WHAT TO DO — Scan the entries below and count the lines holding the string "Route". Supply only the number.

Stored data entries
* * *

//! The public facade composing the dispatcher, normalizer, and subscription
//! lifecycle.
//!
//! To use it, construct the struct with [`RoomBridge::new`], call
//! [`activate()`][RoomBridge::activate] when the owning UI element mounts and
//! [`deactivate()`][RoomBridge::deactivate] when it unmounts, and issue room
//! operations in between.  The bridge holds no native-facing state beyond the
//! forwarded configuration; all room, participant, and track state lives in
//! the native runtime and is observed through events.

use crate::command::Command;
use crate::dispatch::{value_as_bool, CommandDispatcher};
use crate::host::{HostBinding, NativeModule, ViewHandle};
use crate::normalizer::{EventNormalizer, RoomEventHandlers};
use crate::subscription::SubscriptionLifecycle;
use anyhow::Result;
use log::debug;
use roomlink_types::{Callback, CameraSource, ConnectOptions};
use serde_json::{json, Value};
use std::cell::RefCell;
use std::rc::Rc;

const DEFAULT_LOCAL_VIDEO_TRACK_NAME: &str = "camera";

/// Options struct for constructing a bridge via [`RoomBridge::new`].
pub struct RoomBridgeOptions {
    /// The injected native surface for this platform.
    pub binding: HostBinding,

    /// Handlers for the events the caller cares about; all optional.
    pub handlers: RoomEventHandlers,

    /// Name given to the local video track.  Defaults to `"camera"`.
    pub local_video_track_name: String,

    /// Start the local camera automatically at activation (module platform).
    /// Defaults to `true`.
    pub auto_initialize_camera: bool,
}

impl RoomBridgeOptions {
    pub fn new(binding: HostBinding, handlers: RoomEventHandlers) -> Self {
        Self {
            binding,
            handlers,
            local_video_track_name: DEFAULT_LOCAL_VIDEO_TRACK_NAME.to_string(),
            auto_initialize_camera: true,
        }
    }
}

/// Platform-agnostic handle to the native room runtime.
pub struct RoomBridge {
    dispatcher: CommandDispatcher,
    normalizer: Rc<EventNormalizer>,
    lifecycle: RefCell<SubscriptionLifecycle>,
    // Present on the module platform only; used for the lifecycle calls that
    // are not part of the command table (start/stop of local capture).
    module: Option<Rc<dyn NativeModule>>,
    local_video_track_name: RefCell<String>,
    auto_initialize_camera: bool,
}

impl RoomBridge {
    /// Construct a bridge bound to one platform's native surface.
    ///
    /// The delivery strategy for commands and events is fixed here, once; no
    /// per-call platform branching happens afterwards.
    pub fn new(options: RoomBridgeOptions) -> Self {
        let (dispatcher, module, lifecycle) = match options.binding {
            HostBinding::View(channel) => (
                CommandDispatcher::view(channel),
                None,
                SubscriptionLifecycle::passive(),
            ),
            HostBinding::Module { module, events } => (
                CommandDispatcher::module(Rc::clone(&module)),
                Some(module),
                SubscriptionLifecycle::for_stream(events),
            ),
        };
        Self {
            dispatcher,
            normalizer: Rc::new(EventNormalizer::new(options.handlers)),
            lifecycle: RefCell::new(lifecycle),
            module,
            local_video_track_name: RefCell::new(options.local_video_track_name),
            auto_initialize_camera: options.auto_initialize_camera,
        }
    }

    // ── Lifecycle ────────────────────────────────────────────────────────────

    /// Activation entry point, invoked by the host lifecycle integration when
    /// the owning UI element mounts.  Idempotent.
    pub fn activate(&self) {
        let deliver = {
            let normalizer = Rc::clone(&self.normalizer);
            Callback::from(move |(native_name, payload): (&'static str, Value)| {
                normalizer.deliver(native_name, payload)
            })
        };
        if !self.lifecycle.borrow_mut().activate(deliver) {
            return;
        }
        if let Some(module) = &self.module {
            module.invoke(
                "setLocalVideoTrackName",
                vec![json!(*self.local_video_track_name.borrow())],
            );
            if self.auto_initialize_camera {
                module.invoke("startLocalVideo", Vec::new());
            }
            module.invoke("startLocalAudio", Vec::new());
        }
    }

    /// Deactivation entry point, invoked at unmount.  Stops further event
    /// delivery and releases native resources; in-flight commands are not
    /// cancelled and any still-pending result must be treated as stale by the
    /// caller.  Idempotent, and a no-op if never activated.
    pub fn deactivate(&self) {
        if !self.lifecycle.borrow_mut().deactivate() {
            return;
        }
        match &self.module {
            Some(module) => {
                module.invoke("stopLocalVideo", Vec::new());
                module.invoke("stopLocalAudio", Vec::new());
            }
            None => self.dispatcher.dispatch(Command::Release),
        }
    }

    pub fn is_active(&self) -> bool {
        self.lifecycle.borrow().is_active()
    }

    /// Point the bridge at a freshly mounted native view (view platform).
    pub fn attach_view(&self, handle: ViewHandle) {
        self.dispatcher.attach_view(handle);
    }

    /// Forget the native view.  Subsequent commands no-op until re-attached.
    pub fn detach_view(&self) {
        self.dispatcher.detach_view();
    }

    /// Entry point for the view platform's host integration: feed one native
    /// event into the normalizer.  Also usable for injecting synthetic events
    /// in tests.
    pub fn deliver_native_event(&self, native_name: &str, payload: Value) {
        self.normalizer.deliver(native_name, payload);
    }

    // ── Room operations ──────────────────────────────────────────────────────

    /// Join a room.  Success or failure arrives later as `roomDidConnect` or
    /// `roomDidFailToConnect`; nothing is reported synchronously.
    pub fn connect(&self, options: ConnectOptions) {
        self.dispatcher.dispatch(Command::Connect(options));
    }

    /// Leave the current room.
    pub fn disconnect(&self) {
        self.dispatcher.dispatch(Command::Disconnect);
    }

    /// Flip between the front and back camera.
    pub fn flip_camera(&self) {
        self.dispatcher.dispatch(Command::SwitchCamera);
    }

    /// Enable or disable the local video track.
    ///
    /// Disabling is sequenced as stop-capture-then-notify: the capture device
    /// release is observably asynchronous on the module platform, so the stop
    /// request must complete before the disable notification is issued.
    /// Enabling has no such ordering requirement.
    ///
    /// The resolved boolean is an optimistic echo on the view platform.
    pub async fn set_local_video_enabled(
        &self,
        enabled: bool,
        camera_source: Option<CameraSource>,
    ) -> Result<bool> {
        if !enabled {
            if let Some(module) = &self.module {
                module.invoke_deferred("stopLocalVideo", Vec::new()).await?;
            }
        }
        let value = self
            .dispatcher
            .dispatch_deferred(
                Command::ToggleVideo {
                    enabled,
                    camera_source,
                },
                json!(enabled),
            )
            .await?;
        Ok(value_as_bool("setLocalVideoEnabled", value)?)
    }

    /// Enable or disable the local audio track.
    ///
    /// The resolved boolean is an optimistic echo on the view platform.
    pub async fn set_local_audio_enabled(&self, enabled: bool) -> Result<bool> {
        let value = self
            .dispatcher
            .dispatch_deferred(Command::ToggleAudio(enabled), json!(enabled))
            .await?;
        Ok(value_as_bool("setLocalAudioEnabled", value)?)
    }

    /// Enable or disable playback of all remote audio tracks.
    ///
    /// The resolved boolean is an optimistic echo on both platforms; the
    /// module platform additionally exposes per-participant control through
    /// [`set_remote_audio_playback`][Self::set_remote_audio_playback].
    pub async fn set_remote_audio_enabled(&self, enabled: bool) -> Result<bool> {
        let value = self
            .dispatcher
            .dispatch_deferred(Command::ToggleRemoteAudio(enabled), json!(enabled))
            .await?;
        Ok(value_as_bool("setRemoteAudioEnabled", value)?)
    }

    /// Locally mute or unmute all remote audio tracks from one participant
    /// (module platform only).
    pub fn set_remote_audio_playback(&self, participant_sid: &str, enabled: bool) {
        match &self.module {
            Some(module) => module.invoke(
                "setRemoteAudioPlayback",
                vec![json!(participant_sid), json!(enabled)],
            ),
            None => debug!("setRemoteAudioPlayback is not available on the view platform"),
        }
    }

    /// Route audio through a connected bluetooth headset.
    ///
    /// The resolved boolean is an optimistic echo on both platforms.
    pub async fn set_bluetooth_headset_connected(&self, enabled: bool) -> Result<bool> {
        let value = self
            .dispatcher
            .dispatch_deferred(Command::ToggleBluetoothHeadset(enabled), json!(enabled))
            .await?;
        Ok(value_as_bool("setBluetoothHeadsetConnected", value)?)
    }

    /// Publish the local audio track to the room.
    pub fn publish_local_audio(&self) {
        self.dispatcher.dispatch(Command::PublishAudio(true));
    }

    /// Unpublish the local audio track.
    pub fn unpublish_local_audio(&self) {
        self.dispatcher.dispatch(Command::PublishAudio(false));
    }

    /// Publish the local video track to the room.
    pub fn publish_local_video(&self) {
        self.dispatcher.dispatch(Command::PublishVideo(true));
    }

    /// Unpublish the local video track.
    pub fn unpublish_local_video(&self) {
        self.dispatcher.dispatch(Command::PublishVideo(false));
    }

    /// Send a string over the local data track.  No event is synthesized
    /// locally; remote delivery surfaces as `dataTrackMessageReceived` on the
    /// other side.
    pub fn send_data(&self, message: &str) {
        self.dispatcher.dispatch(Command::SendData(message.to_string()));
    }

    /// Request connection stats; results arrive as a `statsReceived` event.
    pub fn get_stats(&self) {
        self.dispatcher.dispatch(Command::GetStats);
    }

    /// Toggle the camera torch; the outcome arrives as
    /// `onFlashlightStatusChanged`.
    pub fn set_flashlight(&self, enabled: bool) {
        self.dispatcher.dispatch(Command::SetFlashlight(enabled));
    }

    /// Capture one local video frame to `filename`.
    pub fn capture_frame(&self, filename: &str) {
        self.dispatcher
            .dispatch(Command::CaptureFrame(filename.to_string()));
    }

    /// Route sound to the speaker (`true`) or the headset (`false`).
    pub fn toggle_sound_routing(&self, speaker: bool) {
        self.dispatcher
            .dispatch(Command::ToggleSoundRouting(speaker));
    }

    /// Disable the runtime's low-level audio effects path (view platform).
    pub fn disable_audio_effects(&self) {
        self.dispatcher.dispatch(Command::DisableAudioEffects);
    }

    /// Rename the local video track without rebuilding it.  The new name is
    /// remembered and reused by later activations and rebuilds.
    pub fn set_local_video_track_name(&self, track_name: &str) {
        *self.local_video_track_name.borrow_mut() = track_name.to_string();
        if let Some(module) = &self.module {
            module.invoke("setLocalVideoTrackName", vec![json!(track_name)]);
        }
    }

    /// Prepare the local video track to be rebuilt under a new name.  The
    /// track should be unpublished and disabled first; enable and publish it
    /// again afterwards for the rename to take effect.
    pub fn prepare_to_rebuild_local_video_track(&self, track_name: &str) {
        *self.local_video_track_name.borrow_mut() = track_name.to_string();
        if let Some(module) = &self.module {
            module.invoke("setLocalVideoTrackName", vec![json!(track_name)]);
        }
        self.dispatcher
            .dispatch(Command::PrepareToRebuildLocalVideoTrack(
                track_name.to_string(),
            ));
    }
}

* * *

TASK OUTPUT — 2